■ Exercise prompt ■
Only one stretch of the data below is wanted: the lines starting at the one with "pub mod timer;" and ending at the one with "pub use events::Event;", both included, given again exactly.

==== Given data ====

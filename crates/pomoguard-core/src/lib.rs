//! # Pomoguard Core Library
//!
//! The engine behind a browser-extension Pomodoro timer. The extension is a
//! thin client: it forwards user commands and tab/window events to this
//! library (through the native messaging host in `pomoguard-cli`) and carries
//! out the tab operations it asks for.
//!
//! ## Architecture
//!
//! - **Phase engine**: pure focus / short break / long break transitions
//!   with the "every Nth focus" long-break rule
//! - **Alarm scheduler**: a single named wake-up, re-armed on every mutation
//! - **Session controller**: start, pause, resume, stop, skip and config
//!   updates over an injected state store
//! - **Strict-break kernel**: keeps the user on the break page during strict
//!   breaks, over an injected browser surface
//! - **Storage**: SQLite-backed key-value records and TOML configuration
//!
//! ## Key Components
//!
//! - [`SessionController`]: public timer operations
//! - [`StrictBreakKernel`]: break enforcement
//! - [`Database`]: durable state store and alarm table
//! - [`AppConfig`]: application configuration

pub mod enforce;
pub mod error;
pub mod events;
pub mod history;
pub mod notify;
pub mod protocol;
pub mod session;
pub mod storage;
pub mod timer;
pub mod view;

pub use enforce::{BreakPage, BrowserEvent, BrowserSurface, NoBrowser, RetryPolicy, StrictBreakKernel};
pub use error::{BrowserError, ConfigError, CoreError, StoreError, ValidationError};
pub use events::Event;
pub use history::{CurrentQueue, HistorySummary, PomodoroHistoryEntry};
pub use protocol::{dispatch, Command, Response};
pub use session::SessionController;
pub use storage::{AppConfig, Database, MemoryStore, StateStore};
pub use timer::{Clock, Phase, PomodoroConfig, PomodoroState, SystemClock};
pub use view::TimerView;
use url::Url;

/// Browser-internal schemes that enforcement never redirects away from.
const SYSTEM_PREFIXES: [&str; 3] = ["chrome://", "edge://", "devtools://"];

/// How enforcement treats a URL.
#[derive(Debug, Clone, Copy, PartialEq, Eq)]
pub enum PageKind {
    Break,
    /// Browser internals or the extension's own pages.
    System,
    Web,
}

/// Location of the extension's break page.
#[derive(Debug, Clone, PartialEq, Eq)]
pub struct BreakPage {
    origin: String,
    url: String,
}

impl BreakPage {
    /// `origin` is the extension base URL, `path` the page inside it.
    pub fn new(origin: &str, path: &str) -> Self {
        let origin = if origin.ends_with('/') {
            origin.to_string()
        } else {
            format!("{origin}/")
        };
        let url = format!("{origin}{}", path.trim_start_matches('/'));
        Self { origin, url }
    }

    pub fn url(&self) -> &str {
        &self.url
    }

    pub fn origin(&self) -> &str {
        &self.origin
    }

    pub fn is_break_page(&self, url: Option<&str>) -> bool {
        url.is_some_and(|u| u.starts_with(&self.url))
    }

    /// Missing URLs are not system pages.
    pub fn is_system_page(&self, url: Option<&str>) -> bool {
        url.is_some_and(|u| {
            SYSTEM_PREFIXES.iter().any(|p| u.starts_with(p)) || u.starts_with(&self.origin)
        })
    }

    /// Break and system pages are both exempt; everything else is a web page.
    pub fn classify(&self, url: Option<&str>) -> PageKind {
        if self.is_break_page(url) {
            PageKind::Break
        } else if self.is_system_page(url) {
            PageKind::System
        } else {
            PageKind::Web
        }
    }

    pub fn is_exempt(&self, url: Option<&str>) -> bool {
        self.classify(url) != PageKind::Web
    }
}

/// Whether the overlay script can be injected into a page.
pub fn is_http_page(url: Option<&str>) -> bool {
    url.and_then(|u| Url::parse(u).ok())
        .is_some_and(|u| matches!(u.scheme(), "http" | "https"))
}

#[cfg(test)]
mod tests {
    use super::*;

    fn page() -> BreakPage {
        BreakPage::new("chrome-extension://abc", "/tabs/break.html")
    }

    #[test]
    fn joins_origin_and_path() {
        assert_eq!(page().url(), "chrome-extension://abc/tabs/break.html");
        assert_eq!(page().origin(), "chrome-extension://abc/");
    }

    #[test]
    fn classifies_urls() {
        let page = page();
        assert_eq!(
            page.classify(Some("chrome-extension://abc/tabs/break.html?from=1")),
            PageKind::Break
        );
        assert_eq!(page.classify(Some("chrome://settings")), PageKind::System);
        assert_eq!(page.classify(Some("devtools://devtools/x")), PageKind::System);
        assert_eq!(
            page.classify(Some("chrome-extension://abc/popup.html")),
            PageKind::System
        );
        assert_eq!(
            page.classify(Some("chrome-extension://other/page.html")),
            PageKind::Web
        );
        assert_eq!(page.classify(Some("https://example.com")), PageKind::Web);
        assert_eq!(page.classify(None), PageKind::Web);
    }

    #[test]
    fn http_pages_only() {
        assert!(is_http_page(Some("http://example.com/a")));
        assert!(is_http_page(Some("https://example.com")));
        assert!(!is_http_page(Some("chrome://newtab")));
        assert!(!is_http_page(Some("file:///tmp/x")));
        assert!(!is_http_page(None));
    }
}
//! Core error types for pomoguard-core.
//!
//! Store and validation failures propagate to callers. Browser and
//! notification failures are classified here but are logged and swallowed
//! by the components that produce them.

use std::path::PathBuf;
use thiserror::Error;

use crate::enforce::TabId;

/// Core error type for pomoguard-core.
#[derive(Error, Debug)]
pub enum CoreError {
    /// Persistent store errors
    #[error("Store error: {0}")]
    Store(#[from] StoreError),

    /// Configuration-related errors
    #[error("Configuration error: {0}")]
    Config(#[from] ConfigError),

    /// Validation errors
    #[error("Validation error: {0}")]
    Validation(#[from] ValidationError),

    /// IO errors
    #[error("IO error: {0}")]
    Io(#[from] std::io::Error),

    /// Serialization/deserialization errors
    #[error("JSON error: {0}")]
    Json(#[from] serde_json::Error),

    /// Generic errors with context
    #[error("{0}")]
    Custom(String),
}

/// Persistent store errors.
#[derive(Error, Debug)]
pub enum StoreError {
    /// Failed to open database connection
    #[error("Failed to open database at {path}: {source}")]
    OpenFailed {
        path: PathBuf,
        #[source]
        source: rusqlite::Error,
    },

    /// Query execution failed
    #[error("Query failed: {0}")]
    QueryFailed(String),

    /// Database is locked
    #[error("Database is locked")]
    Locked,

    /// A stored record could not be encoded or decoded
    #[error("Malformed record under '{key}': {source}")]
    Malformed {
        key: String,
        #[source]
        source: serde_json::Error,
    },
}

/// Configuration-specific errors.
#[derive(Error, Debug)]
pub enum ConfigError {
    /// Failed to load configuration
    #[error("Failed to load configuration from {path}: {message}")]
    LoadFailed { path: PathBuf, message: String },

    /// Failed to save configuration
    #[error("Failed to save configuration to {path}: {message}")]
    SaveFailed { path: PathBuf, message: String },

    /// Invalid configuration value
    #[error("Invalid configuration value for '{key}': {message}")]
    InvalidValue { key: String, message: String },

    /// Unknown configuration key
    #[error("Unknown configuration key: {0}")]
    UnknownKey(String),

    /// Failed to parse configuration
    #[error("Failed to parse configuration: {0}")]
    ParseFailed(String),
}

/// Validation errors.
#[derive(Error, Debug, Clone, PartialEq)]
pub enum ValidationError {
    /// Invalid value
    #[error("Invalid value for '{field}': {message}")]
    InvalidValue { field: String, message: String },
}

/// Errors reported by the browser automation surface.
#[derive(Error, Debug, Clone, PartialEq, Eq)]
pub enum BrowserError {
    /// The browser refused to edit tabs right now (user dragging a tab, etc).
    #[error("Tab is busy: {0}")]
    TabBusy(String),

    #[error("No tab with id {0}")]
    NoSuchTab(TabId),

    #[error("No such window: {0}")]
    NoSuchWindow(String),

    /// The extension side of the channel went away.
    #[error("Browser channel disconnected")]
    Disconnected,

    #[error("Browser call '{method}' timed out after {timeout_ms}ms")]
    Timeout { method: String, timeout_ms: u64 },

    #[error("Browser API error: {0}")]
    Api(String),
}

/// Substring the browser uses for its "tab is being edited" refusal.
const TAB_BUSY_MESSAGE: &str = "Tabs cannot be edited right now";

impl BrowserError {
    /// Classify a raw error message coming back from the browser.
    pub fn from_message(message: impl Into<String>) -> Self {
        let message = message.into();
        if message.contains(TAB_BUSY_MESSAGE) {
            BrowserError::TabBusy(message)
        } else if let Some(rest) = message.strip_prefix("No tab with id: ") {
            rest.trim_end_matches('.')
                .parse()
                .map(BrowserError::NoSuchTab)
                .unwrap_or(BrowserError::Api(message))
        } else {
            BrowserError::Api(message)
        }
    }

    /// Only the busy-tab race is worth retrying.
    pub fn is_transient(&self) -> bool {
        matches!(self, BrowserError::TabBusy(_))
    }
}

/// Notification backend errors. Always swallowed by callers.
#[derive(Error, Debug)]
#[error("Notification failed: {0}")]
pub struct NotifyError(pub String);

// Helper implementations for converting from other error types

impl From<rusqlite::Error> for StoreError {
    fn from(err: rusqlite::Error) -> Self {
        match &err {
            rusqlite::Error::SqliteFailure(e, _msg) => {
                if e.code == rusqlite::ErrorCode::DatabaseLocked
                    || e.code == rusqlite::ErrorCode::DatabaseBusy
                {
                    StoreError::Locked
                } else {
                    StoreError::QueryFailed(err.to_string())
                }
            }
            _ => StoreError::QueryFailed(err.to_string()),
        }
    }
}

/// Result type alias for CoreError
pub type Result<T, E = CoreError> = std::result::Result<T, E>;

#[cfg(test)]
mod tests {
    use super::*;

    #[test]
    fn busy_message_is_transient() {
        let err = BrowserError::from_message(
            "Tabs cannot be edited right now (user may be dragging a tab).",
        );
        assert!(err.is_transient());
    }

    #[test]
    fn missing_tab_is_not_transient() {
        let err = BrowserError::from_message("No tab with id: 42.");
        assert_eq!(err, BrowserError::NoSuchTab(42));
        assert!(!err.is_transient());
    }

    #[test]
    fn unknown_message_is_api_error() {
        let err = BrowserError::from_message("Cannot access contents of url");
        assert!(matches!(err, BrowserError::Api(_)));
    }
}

====

■ Task solution ■
pub mod timer;
pub mod view;

pub use enforce::{BreakPage, BrowserEvent, BrowserSurface, NoBrowser, RetryPolicy, StrictBreakKernel};
pub use error::{BrowserError, ConfigError, CoreError, StoreError, ValidationError};
pub use events::Event;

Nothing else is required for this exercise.